7. Copyright and Intellectual Property
Notwithstanding any creative efforts of Agency, Agency disclaims all
copyright or other intellectual property interests in speculative art and
advertising copy, artwork or other advertising submitted under this Agreement.
8. Business Plan
Publisher and Agency shall jointly develop and approve an Annual
Business Plan each year for the next year's sales campaign. The first such
Annual Business Plan will be developed and approved by October 1, 1997, and
each successive Annual Business Plan will be developed and approved no later
than October 1 of each year.
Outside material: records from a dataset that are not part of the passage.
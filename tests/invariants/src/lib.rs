//! vDPP Property-Based Invariant Tests
//!
//! Uses proptest to drive the issuance ledger through random operation
//! sequences and verify supply conservation, cap bounds and atomicity.

pub mod ledger_invariants;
The Annual Business Plan may include sales
analyses, directory publishing cycles, performance standards reviews, results
of prior performance, as well as plans and programs for the next annual sales
campaign and such other matters as agreed to by the Parties or as set forth
herein.
9. Billing, Collections, Uncollectibles
(a) Publisher is responsible for all credit, claim and collections
functions for the Directories and the Street Address Directories, including
arranging for local, foreign and national billing and establishing credit
policies.
(b) Agency shall provide Publisher with the data necessary for
Publisher to perform the responsibilities described in Section 9(a).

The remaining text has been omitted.